BEGIN EXERCISE INPUT

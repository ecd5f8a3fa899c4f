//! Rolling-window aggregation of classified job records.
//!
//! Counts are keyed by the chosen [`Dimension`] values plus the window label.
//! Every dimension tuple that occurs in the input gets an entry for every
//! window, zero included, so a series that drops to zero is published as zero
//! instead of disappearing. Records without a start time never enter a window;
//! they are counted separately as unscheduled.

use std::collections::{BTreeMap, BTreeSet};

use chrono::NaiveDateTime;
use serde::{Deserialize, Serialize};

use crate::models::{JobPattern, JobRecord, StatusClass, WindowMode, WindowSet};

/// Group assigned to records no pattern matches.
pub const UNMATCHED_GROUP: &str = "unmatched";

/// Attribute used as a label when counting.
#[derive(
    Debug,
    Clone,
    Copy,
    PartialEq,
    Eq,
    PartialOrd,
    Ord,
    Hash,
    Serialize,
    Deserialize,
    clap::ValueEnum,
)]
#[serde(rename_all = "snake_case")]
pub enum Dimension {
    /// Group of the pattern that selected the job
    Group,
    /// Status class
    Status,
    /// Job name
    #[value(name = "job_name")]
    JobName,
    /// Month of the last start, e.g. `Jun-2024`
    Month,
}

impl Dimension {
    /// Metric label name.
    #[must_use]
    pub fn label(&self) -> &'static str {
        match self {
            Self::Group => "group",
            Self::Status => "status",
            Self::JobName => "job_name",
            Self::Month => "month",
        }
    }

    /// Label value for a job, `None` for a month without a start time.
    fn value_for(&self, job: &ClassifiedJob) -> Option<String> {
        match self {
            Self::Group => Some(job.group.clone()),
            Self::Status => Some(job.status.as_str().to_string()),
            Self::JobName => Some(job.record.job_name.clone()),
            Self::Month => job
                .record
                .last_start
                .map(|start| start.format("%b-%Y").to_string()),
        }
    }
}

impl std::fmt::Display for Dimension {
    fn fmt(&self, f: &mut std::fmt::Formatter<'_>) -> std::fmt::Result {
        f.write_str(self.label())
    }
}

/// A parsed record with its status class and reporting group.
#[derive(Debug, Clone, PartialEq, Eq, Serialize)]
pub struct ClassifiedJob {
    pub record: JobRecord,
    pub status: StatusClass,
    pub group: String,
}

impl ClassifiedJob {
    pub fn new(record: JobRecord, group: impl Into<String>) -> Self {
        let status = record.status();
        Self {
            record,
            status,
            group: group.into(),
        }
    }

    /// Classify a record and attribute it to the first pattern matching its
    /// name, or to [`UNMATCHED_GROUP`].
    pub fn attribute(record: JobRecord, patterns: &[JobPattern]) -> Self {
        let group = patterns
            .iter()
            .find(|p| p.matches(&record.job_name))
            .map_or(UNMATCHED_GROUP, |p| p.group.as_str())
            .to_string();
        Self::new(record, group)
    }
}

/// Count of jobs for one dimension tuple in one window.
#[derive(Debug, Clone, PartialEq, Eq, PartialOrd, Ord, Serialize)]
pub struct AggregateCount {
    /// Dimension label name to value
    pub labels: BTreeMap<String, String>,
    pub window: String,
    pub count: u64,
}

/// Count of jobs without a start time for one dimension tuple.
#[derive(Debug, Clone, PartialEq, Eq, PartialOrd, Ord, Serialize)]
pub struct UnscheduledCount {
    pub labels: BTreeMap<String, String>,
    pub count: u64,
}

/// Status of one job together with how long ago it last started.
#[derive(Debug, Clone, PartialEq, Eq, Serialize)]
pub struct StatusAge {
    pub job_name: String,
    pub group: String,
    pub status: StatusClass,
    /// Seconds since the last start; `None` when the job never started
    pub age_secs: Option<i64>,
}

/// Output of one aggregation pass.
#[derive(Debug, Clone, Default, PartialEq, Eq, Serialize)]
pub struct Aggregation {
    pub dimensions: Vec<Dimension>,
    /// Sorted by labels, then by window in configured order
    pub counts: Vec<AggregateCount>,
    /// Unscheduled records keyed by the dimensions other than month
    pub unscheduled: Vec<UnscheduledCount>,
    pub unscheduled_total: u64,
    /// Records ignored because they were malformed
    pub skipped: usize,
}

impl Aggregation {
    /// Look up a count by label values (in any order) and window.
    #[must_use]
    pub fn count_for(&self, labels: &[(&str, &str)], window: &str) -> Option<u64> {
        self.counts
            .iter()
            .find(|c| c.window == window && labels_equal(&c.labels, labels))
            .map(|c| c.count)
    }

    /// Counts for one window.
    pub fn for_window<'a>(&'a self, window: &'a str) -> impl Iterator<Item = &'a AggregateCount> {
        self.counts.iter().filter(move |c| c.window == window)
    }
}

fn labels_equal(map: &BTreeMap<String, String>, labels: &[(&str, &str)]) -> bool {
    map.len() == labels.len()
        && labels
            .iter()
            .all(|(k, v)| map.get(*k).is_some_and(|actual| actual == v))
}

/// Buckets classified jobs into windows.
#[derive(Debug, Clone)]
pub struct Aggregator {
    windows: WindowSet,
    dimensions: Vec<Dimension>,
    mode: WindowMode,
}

END EXERCISE INPUT
BEGIN EXERCISE INPUT

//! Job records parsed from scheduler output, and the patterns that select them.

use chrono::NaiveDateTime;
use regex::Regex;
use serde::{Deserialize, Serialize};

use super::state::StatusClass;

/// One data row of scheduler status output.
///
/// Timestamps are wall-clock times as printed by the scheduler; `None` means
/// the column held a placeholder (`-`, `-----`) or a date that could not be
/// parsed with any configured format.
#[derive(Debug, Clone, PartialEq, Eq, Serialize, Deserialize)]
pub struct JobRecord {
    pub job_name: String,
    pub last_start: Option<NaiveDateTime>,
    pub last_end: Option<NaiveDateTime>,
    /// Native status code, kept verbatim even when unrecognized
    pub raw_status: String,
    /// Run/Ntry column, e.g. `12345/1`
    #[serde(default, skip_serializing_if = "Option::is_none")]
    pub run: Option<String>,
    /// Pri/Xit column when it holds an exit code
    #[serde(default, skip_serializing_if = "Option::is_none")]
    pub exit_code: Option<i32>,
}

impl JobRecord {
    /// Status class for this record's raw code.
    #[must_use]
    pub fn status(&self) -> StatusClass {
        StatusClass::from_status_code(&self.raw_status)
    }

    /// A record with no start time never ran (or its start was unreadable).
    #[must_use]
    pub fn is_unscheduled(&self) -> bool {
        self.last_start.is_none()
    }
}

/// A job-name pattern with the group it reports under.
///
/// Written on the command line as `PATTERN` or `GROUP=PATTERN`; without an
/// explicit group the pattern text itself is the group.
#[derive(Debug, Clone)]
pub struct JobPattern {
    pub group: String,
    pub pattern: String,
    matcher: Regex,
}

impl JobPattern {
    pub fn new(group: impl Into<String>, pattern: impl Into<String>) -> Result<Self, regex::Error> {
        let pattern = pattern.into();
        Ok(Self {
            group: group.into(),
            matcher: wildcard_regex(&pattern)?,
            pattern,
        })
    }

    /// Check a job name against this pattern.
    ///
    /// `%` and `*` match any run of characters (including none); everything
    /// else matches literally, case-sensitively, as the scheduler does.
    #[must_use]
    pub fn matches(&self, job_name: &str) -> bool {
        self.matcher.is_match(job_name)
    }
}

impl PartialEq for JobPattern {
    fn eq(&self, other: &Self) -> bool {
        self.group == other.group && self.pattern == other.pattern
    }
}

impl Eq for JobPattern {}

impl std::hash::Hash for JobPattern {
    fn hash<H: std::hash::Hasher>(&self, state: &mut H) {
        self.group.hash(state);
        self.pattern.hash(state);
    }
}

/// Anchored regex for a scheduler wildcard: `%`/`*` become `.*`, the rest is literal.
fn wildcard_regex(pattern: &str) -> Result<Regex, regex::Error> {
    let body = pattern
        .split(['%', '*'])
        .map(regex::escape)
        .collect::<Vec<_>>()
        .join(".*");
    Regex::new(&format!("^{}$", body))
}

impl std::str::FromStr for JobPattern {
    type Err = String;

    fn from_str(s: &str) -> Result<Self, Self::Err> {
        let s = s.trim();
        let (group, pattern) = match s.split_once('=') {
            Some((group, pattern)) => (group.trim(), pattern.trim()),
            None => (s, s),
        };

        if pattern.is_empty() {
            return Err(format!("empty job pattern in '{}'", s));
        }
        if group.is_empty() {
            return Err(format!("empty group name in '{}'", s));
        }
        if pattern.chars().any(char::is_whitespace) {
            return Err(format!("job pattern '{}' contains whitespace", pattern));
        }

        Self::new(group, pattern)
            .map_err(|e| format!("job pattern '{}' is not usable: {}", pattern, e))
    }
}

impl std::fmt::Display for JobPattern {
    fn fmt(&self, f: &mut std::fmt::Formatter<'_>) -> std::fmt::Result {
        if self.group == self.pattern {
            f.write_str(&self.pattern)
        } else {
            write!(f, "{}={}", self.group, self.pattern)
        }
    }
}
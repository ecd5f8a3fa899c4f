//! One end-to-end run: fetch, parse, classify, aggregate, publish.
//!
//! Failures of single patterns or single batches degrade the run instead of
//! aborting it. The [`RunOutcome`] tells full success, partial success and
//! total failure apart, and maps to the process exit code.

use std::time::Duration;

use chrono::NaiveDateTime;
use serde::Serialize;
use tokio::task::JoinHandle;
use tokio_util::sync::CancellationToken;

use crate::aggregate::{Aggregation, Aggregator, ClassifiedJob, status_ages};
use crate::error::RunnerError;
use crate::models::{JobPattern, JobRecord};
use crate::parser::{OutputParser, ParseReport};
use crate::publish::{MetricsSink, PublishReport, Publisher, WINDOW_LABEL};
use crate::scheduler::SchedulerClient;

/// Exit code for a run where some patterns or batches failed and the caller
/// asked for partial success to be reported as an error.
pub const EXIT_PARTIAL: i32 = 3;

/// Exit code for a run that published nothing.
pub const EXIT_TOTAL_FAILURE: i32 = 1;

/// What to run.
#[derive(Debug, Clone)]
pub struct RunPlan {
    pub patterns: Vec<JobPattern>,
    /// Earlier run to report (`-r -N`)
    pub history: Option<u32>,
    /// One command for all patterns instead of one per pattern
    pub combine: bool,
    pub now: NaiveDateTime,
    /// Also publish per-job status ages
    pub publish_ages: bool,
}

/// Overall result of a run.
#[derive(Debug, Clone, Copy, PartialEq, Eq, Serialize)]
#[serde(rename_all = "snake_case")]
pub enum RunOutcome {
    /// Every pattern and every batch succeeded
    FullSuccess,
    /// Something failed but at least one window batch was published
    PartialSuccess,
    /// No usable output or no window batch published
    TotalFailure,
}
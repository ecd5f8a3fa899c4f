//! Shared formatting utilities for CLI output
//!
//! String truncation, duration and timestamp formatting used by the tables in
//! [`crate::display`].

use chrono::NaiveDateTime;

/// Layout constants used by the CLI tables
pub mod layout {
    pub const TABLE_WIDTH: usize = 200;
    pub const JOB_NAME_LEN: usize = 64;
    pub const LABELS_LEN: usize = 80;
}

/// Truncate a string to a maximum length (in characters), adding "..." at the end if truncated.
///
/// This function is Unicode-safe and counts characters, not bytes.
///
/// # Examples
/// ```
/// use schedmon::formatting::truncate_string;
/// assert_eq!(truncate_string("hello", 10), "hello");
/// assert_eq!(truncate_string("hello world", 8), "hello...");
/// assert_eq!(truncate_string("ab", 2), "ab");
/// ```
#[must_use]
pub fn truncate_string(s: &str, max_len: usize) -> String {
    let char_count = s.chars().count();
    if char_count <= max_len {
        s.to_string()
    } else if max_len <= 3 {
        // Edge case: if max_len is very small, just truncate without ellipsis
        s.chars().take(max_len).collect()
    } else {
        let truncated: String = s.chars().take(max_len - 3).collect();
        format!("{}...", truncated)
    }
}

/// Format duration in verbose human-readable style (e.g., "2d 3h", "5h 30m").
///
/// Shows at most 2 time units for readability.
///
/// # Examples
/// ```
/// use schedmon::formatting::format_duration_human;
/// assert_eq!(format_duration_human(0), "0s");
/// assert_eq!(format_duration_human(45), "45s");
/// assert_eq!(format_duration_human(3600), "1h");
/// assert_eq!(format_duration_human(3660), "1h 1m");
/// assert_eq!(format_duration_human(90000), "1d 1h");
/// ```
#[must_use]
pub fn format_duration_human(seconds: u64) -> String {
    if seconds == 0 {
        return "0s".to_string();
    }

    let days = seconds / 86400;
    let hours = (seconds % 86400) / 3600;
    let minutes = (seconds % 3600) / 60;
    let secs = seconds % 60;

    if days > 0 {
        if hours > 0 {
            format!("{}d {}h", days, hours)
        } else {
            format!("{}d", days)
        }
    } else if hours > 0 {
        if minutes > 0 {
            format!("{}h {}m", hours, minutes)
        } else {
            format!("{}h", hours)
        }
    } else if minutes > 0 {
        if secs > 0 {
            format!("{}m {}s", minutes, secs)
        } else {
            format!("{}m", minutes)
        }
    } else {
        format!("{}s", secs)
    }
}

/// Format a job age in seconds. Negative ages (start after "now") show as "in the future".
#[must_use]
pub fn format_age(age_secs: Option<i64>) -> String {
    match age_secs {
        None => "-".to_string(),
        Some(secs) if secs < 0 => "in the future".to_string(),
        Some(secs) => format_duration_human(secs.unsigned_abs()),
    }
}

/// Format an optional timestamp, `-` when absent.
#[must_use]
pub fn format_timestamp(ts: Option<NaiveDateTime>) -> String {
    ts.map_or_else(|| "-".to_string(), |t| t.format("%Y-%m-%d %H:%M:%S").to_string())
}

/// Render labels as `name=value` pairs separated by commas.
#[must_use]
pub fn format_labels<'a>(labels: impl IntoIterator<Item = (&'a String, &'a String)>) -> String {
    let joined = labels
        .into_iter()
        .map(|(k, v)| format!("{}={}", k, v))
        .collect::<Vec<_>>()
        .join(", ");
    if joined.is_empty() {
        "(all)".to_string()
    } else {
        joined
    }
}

END EXERCISE INPUT
BEGIN EXERCISE INPUT

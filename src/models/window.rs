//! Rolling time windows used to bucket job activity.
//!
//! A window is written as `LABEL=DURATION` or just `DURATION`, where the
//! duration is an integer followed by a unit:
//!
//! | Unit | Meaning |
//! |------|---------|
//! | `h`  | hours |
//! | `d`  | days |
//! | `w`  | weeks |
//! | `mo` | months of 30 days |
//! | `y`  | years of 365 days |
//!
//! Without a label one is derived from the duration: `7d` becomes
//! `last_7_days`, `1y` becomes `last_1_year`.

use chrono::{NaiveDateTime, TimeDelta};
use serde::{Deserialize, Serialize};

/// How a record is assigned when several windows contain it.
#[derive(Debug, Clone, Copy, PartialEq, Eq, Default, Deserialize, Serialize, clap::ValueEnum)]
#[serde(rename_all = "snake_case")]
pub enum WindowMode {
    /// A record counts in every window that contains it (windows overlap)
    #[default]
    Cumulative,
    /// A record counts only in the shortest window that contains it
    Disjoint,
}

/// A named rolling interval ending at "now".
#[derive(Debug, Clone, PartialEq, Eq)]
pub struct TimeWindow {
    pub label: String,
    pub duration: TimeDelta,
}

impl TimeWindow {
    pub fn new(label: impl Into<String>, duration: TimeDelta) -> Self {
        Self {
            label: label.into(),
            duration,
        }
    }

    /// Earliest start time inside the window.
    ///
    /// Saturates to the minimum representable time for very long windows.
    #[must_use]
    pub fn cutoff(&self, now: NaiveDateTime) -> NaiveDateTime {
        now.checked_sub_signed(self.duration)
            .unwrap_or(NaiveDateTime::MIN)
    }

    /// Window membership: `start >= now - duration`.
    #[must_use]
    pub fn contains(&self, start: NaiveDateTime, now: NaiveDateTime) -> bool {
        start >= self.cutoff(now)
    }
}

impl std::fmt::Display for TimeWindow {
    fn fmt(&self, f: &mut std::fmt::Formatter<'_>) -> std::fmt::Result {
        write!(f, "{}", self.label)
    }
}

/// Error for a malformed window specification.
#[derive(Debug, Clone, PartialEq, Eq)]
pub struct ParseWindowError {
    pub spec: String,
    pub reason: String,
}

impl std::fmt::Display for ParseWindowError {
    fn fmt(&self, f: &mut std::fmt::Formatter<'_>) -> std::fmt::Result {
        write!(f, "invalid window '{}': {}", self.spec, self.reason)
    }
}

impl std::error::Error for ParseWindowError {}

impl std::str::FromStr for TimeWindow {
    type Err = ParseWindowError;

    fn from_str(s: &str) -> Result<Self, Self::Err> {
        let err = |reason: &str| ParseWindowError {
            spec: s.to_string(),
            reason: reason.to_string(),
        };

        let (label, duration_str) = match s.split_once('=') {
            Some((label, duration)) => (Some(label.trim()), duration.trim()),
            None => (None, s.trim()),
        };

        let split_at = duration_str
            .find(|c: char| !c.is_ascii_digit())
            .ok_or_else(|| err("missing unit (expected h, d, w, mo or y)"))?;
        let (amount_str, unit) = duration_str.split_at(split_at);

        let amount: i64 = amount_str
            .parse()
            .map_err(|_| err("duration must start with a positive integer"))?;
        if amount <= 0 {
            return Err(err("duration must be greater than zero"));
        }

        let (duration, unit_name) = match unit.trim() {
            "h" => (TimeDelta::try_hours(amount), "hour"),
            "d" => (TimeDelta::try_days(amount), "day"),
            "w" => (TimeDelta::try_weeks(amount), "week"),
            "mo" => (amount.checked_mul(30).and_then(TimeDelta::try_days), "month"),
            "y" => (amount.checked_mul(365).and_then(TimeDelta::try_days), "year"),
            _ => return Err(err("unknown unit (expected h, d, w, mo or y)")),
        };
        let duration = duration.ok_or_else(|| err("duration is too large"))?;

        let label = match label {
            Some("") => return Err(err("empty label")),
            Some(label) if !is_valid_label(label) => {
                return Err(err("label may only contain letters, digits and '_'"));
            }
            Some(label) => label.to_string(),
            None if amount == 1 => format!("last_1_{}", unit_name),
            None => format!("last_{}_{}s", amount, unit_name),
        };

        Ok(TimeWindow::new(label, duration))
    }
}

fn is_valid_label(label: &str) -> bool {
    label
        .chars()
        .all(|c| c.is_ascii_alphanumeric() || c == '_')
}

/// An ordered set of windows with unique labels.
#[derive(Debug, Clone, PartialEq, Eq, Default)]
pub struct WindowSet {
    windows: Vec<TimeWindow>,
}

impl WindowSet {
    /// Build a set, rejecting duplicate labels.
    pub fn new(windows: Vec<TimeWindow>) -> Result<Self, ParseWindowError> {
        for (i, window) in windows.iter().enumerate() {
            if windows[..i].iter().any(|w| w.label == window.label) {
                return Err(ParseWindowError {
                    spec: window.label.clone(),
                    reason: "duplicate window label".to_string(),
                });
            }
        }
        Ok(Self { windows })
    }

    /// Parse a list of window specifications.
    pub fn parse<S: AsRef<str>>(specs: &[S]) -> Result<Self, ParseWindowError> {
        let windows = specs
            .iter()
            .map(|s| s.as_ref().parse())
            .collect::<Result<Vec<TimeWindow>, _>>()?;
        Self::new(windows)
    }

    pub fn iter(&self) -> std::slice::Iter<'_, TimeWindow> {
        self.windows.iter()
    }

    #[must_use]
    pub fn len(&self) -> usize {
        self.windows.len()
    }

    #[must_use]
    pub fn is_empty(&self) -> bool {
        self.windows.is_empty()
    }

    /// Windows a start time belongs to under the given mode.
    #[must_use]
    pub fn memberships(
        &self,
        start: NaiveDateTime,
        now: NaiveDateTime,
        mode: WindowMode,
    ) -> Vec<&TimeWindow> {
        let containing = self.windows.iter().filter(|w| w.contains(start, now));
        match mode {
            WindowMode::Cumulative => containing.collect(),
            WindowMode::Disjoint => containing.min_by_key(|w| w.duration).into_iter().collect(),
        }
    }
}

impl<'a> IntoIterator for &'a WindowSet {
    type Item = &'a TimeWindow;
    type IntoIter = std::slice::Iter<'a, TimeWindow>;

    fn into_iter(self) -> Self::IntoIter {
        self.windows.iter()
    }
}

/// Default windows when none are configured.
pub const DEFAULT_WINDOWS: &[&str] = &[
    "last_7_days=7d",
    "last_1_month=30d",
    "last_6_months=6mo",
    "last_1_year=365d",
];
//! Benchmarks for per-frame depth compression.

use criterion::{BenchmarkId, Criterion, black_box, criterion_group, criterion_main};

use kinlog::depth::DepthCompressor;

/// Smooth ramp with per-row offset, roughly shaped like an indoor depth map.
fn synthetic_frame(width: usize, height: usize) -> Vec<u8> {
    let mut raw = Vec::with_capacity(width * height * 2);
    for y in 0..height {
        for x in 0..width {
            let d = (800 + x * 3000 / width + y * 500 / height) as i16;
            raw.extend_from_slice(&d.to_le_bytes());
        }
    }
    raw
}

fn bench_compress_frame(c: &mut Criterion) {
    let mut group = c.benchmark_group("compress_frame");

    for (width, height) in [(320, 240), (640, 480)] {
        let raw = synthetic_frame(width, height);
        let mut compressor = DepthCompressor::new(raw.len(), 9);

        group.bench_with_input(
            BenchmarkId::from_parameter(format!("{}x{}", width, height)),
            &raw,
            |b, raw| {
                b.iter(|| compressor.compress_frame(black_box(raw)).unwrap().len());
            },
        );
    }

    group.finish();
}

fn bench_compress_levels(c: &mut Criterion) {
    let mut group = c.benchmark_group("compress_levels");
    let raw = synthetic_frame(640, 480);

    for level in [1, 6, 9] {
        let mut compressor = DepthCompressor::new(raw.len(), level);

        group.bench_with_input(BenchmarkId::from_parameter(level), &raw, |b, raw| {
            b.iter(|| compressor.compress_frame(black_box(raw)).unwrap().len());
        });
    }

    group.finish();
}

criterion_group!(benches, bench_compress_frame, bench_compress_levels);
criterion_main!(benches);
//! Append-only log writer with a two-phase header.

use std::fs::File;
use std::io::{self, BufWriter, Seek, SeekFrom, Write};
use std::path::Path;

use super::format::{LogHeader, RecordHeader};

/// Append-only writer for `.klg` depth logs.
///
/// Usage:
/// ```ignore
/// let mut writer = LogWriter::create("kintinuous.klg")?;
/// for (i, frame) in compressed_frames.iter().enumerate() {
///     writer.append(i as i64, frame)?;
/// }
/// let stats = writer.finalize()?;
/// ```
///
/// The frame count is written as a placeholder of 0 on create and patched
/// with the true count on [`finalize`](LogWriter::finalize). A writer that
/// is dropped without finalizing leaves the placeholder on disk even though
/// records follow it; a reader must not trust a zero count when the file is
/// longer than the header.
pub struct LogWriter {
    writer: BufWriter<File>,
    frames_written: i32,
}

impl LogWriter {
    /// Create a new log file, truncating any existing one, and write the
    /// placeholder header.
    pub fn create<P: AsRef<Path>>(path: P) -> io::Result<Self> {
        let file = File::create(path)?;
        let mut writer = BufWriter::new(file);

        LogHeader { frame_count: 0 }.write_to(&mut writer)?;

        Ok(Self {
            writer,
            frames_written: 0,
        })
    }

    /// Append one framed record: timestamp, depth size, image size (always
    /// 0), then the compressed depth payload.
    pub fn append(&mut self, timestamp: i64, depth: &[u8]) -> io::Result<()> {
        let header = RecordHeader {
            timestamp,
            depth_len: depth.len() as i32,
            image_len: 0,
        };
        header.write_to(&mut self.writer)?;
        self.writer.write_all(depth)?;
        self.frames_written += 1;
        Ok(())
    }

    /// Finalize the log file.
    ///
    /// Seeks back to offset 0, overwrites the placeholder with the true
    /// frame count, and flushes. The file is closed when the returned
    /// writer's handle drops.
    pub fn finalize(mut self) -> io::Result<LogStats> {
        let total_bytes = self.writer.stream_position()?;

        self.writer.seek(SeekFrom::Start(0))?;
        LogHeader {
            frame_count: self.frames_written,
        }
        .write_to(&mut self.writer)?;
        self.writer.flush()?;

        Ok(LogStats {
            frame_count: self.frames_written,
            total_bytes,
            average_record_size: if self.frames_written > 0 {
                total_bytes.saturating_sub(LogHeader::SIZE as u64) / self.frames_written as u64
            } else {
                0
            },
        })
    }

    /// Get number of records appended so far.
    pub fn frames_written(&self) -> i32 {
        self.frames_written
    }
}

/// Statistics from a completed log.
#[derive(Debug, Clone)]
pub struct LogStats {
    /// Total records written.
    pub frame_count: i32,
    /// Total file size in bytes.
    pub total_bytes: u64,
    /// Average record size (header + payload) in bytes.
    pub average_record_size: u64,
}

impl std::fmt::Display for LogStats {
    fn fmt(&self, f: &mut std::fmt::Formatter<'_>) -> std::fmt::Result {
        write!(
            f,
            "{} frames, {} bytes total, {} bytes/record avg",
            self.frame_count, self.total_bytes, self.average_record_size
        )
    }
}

END EXERCISE INPUT

_REQUIREMENT:_ In the entries above, find each line with the word "BTreeMap" and show it.

_TASK RESPONSE:_
use std::collections::{BTreeMap, BTreeSet};
    pub labels: BTreeMap<String, String>,
    pub labels: BTreeMap<String, String>,
fn labels_equal(map: &BTreeMap<String, String>, labels: &[(&str, &str)]) -> bool {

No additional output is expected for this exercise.